___ Supplied records ___

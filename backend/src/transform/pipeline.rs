//! End-to-end conversion of one customer file.
//!
//! ```text
//! Customer CSV -> Vec<Transaction> -> Normalised CSV
//! ```
//!
//! A row that fails validation is logged, counted and dropped; the rest of
//! the file is still converted.
//!
//! # Example
//!
//! ```rust,no_run
//! use normaliser::{convert, sources, NormaliseOptions};
//!
//! let output = convert(
//!     &sources::abc(),
//!     "datafiles/ABC_2017_02_01.csv",
//!     "ABC-normalised",
//!     &NormaliseOptions::default(),
//! ).unwrap();
//! println!("{} rows written to {}", output.written, output.path.display());
//! ```

use std::path::{Path, PathBuf};
use tracing::{debug, error};

use super::converter::RowConverter;
use crate::error::{NormaliseResult, ValidationError};
use crate::models::Transaction;
use crate::parser::{parse_csv_file, Row};
use crate::writer::{CsvOutput, TransactionsCsvWriter};

/// Line number of the first data row (the header is line 1).
pub const FIRST_DATA_ROW: usize = 2;

/// Options for a conversion run
#[derive(Debug, Clone, Default)]
pub struct NormaliseOptions {
    /// Directory receiving the output file; empty means the working directory
    pub output_dir: PathBuf,
}

/// A source row that could not be converted
#[derive(Debug, Clone, PartialEq)]
pub struct RowError {
    /// Line number in the source file
    pub row: usize,
    pub error: ValidationError,
}

/// Converted transactions plus the rows that were dropped
#[derive(Debug, Clone, Default)]
pub struct ConversionReport {
    /// Transactions in source order
    pub transactions: Vec<Transaction>,
    pub errors: Vec<RowError>,
}

impl ConversionReport {
    pub fn error_count(&self) -> usize {
        self.errors.len()
    }

    /// Get summary statistics
    pub fn summary(&self) -> String {
        format!(
            "Converted: {} transactions, {} errors",
            self.transactions.len(),
            self.errors.len()
        )
    }
}

/// Convert already-read rows. `rows[0]` is reported as line 2.
pub fn convert_rows<C>(converter: &C, rows: &[Row]) -> ConversionReport
where
    C: RowConverter + ?Sized,
{
    let mut report = ConversionReport::default();

    for (i, row) in rows.iter().enumerate() {
        let line = i + FIRST_DATA_ROW;
        match converter.convert_row_to_transaction(row) {
            Ok(transaction) => report.transactions.push(transaction),
            Err(e) => {
                error!(
                    "Error converting record to Transaction (Error: {}): Row {}",
                    e, line
                );
                report.errors.push(RowError { row: line, error: e });
            }
        }
    }

    if report.error_count() > 0 {
        error!("Errors: {}", report.error_count());
    }

    report
}

/// Read a customer CSV file and convert every row.
///
/// Fails only when the file itself cannot be read.
pub fn convert_raw_csv_to_transactions<C, P>(converter: &C, path: P) -> NormaliseResult<ConversionReport>
where
    C: RowConverter + ?Sized,
    P: AsRef<Path>,
{
    let path = path.as_ref();
    let parsed = parse_csv_file(path)?;
    debug!(
        source = converter.name(),
        encoding = %parsed.encoding,
        rows = parsed.rows.len(),
        "Read {}",
        path.display()
    );

    Ok(convert_rows(converter, &parsed.rows))
}

/// Convert a customer file and write `<output_name>.csv`.
pub fn convert<C, P>(
    converter: &C,
    path: P,
    output_name: &str,
    options: &NormaliseOptions,
) -> NormaliseResult<CsvOutput>
where
    C: RowConverter + ?Sized,
    P: AsRef<Path>,
{
    let report = convert_raw_csv_to_transactions(converter, path)?;
    let writer = TransactionsCsvWriter::new(options.output_dir.clone());
    writer.create_csv(&report.transactions, output_name)
}

#[cfg(test)]
mod tests {
    use super::*;
    use crate::error::NormaliseError;
    use crate::models::CANONICAL_FIELDS;
    use crate::transform::sources;

    const ABC_CSV: &str = "\
TransactionID,DateClaimed,DOB,FirstName,LastName,ItemID,ItemDescription,Cost,FundCoverAmount,PaymentMethod,ProviderCode
1,01/01/2017,01/01/2014,Ash,Ramesh,AAA,BBBB,10,10,Cash,ABCX
A,01/01/2017,01/01/2014,Bad,Id,AAA,BBBB,10,10,Cash,ABCX
3,01/02/2017,05/06/1980,Bea,Nguyen,D01,Clean,80.5,60,Card,ABCY
4,01/02/2017,05/06/1980,,Nguyen,D01,Clean,80.5,60,Card,ABCY
5,2017-02-01,05/06/1980,Cal,Lee,D02,Scale,40,20,Card,ABCY
";

    fn write_source(dir: &Path, content: &str) -> PathBuf {
        let path = dir.join("source.csv");
        std::fs::write(&path, content).unwrap();
        path
    }

    #[test]
    fn test_invalid_rows_dropped_and_numbered() {
        crate::logging::init_test();
        let dir = tempfile::tempdir().unwrap();
        let path = write_source(dir.path(), ABC_CSV);

        let report = convert_raw_csv_to_transactions(&sources::abc(), &path).unwrap();

        let ids: Vec<i64> = report.transactions.iter().map(|t| t.transaction_id).collect();
        assert_eq!(ids, vec![1, 3]);

        let rows: Vec<usize> = report.errors.iter().map(|e| e.row).collect();
        assert_eq!(rows, vec![3, 5, 6]);
        assert_eq!(report.errors[0].error.field, "TransactionID");
        assert_eq!(report.errors[1].error.field, "FirstName");
        assert_eq!(report.errors[2].error.field, "DateClaimed");
        assert_eq!(report.summary(), "Converted: 2 transactions, 3 errors");
    }

    #[test]
    fn test_convert_writes_valid_rows_only() {
        let dir = tempfile::tempdir().unwrap();
        let path = write_source(dir.path(), ABC_CSV);
        let options = NormaliseOptions {
            output_dir: dir.path().to_path_buf(),
        };

        let output = convert(&sources::abc(), &path, "ABC-normalised", &options).unwrap();
        assert_eq!(output.written, 2);

        let content = std::fs::read_to_string(dir.path().join("ABC-normalised.csv")).unwrap();
        let lines: Vec<&str> = content.lines().collect();
        assert_eq!(lines.len(), 3);
        assert_eq!(
            lines[1],
            "1,01-Jan-17,Ash,Ramesh,01/01/2014,AAA,BBBB,10.0,10.0,Cash,ABCX,ABC"
        );
        assert_eq!(
            lines[2],
            "3,01-Feb-17,Bea,Nguyen,05/06/1980,D01,Clean,80.5,60.0,Card,ABCY,ABC"
        );
    }

    #[test]
    fn test_coverall_file() {
        let dir = tempfile::tempdir().unwrap();
        let path = write_source(
            dir.path(),
            "TransactionID,DateClaimed,FirstName,MiddleName,LastName,DateOfBirth,ItemID,ItemDesc,Cost,FundCover,PaymentType,Provider,HealthFund\n\
             9,18-Feb-17,Ash,Bab,Ramesh,04/09/1992,X1,Glasses,250,200,EFTPOS,OPT1,Coverall\n\
             10,18-Feb-17,Dee,,Smith,11/12/1975,X2,Lenses,99.95,50,Cash,OPT1,Coverall\n",
        );
        let options = NormaliseOptions {
            output_dir: dir.path().to_path_buf(),
        };

        let output = convert(&sources::coverall(), &path, "Coverall-normalised", &options).unwrap();
        let content = std::fs::read_to_string(&output.path).unwrap();
        let lines: Vec<&str> = content.lines().collect();

        assert_eq!(
            lines[1],
            "9,18-Feb-17,Ash Bab,Ramesh,04/09/1992,X1,Glasses,250.0,200.0,EFTPOS,OPT1,Coverall"
        );
        assert_eq!(
            lines[2],
            "10,18-Feb-17,Dee,Smith,11/12/1975,X2,Lenses,99.95,50.0,Cash,OPT1,Coverall"
        );
    }

    #[test]
    fn test_convert_rows_preserves_order() {
        let rows: Vec<Row> = (1..=3)
            .rev()
            .map(|id| {
                serde_json::json!({
                    "TransactionID": id,
                    "DateClaimed": "01/01/2017",
                    "DOB": "01/01/2014",
                    "FirstName": "Ash",
                    "LastName": "Ramesh",
                    "ItemID": "AAA",
                    "ItemDescription": "BBBB",
                    "Cost": 10,
                    "FundCoverAmount": 10,
                    "PaymentMethod": "Cash",
                    "ProviderCode": "ABCX"
                })
                .as_object()
                .cloned()
                .unwrap()
            })
            .collect();

        let report = convert_rows(&sources::abc(), &rows);
        let ids: Vec<i64> = report.transactions.iter().map(|t| t.transaction_id).collect();
        assert_eq!(ids, vec![3, 2, 1]);
        assert_eq!(report.error_count(), 0);
    }

    #[test]
    fn test_bundled_sample_files() {
        let datafiles = Path::new(env!("CARGO_MANIFEST_DIR")).join("../datafiles");

        let abc = convert_raw_csv_to_transactions(&sources::abc(), datafiles.join("ABC_2017_02_01.csv")).unwrap();
        let ids: Vec<i64> = abc.transactions.iter().map(|t| t.transaction_id).collect();
        assert_eq!(ids, vec![1001, 1002, 1006]);
        assert_eq!(abc.error_count(), 3);

        let coverall =
            convert_raw_csv_to_transactions(&sources::coverall(), datafiles.join("Coverall_2017_02_18.csv")).unwrap();
        let ids: Vec<i64> = coverall.transactions.iter().map(|t| t.transaction_id).collect();
        assert_eq!(ids, vec![5001, 5003]);
        assert_eq!(coverall.transactions[1].first_name, "Oliver James");
        let fields: Vec<&str> = coverall.errors.iter().map(|e| e.error.field.as_str()).collect();
        assert_eq!(fields, vec!["FundCover", "DateClaimed", "HealthFund"]);
    }

    #[test]
    fn test_empty_input_writes_header_only() {
        let dir = tempfile::tempdir().unwrap();
        let options = NormaliseOptions {
            output_dir: dir.path().to_path_buf(),
        };

        for content in ["", "\n  \n"] {
            let path = write_source(dir.path(), content);
            let output = convert(&sources::coverall(), &path, "empty", &options).unwrap();
            assert_eq!(output.written, 0);

            let written = std::fs::read_to_string(&output.path).unwrap();
            assert_eq!(written.lines().collect::<Vec<_>>(), vec![CANONICAL_FIELDS.join(",")]);
        }
    }

    #[test]
    fn test_missing_input_is_fatal() {
        let dir = tempfile::tempdir().unwrap();
        let result = convert(
            &sources::abc(),
            dir.path().join("absent.csv"),
            "out",
            &NormaliseOptions::default(),
        );

        assert!(matches!(result, Err(NormaliseError::Csv(_))));
        assert!(!dir.path().join("out.csv").exists());
    }
}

___

- _Your instructions_:
Every line with the word "display" in it should be copied from the listing above.

- _Response area_:
//! println!("{} rows written to {}", output.written, output.path.display());
        path.display()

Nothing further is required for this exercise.